Only lines containing the string "ExpirationSweeper" belong in the answer; find them in the records and copy them.

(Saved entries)

************

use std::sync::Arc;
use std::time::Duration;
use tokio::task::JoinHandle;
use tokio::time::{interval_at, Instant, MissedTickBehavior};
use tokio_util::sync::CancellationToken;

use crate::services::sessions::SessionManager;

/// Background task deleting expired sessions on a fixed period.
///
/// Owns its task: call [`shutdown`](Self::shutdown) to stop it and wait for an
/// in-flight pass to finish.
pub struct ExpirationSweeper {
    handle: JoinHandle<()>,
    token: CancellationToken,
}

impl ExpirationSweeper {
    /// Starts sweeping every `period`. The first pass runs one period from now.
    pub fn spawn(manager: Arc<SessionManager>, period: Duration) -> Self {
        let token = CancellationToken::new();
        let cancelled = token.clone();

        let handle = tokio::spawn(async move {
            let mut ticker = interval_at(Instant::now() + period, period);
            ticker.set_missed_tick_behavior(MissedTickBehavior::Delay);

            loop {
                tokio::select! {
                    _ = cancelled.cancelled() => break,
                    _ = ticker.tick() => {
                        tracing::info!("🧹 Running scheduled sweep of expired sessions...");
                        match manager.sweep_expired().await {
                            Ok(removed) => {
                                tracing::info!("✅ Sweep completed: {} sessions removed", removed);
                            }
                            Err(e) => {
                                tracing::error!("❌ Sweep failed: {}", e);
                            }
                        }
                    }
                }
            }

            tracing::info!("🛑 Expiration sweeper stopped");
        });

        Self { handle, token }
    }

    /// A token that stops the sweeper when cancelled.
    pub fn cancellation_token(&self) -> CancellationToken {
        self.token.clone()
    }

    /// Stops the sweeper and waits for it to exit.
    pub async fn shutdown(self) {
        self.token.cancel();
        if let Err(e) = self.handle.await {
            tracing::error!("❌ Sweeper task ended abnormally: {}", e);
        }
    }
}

************

● Reply:
pub struct ExpirationSweeper {
impl ExpirationSweeper {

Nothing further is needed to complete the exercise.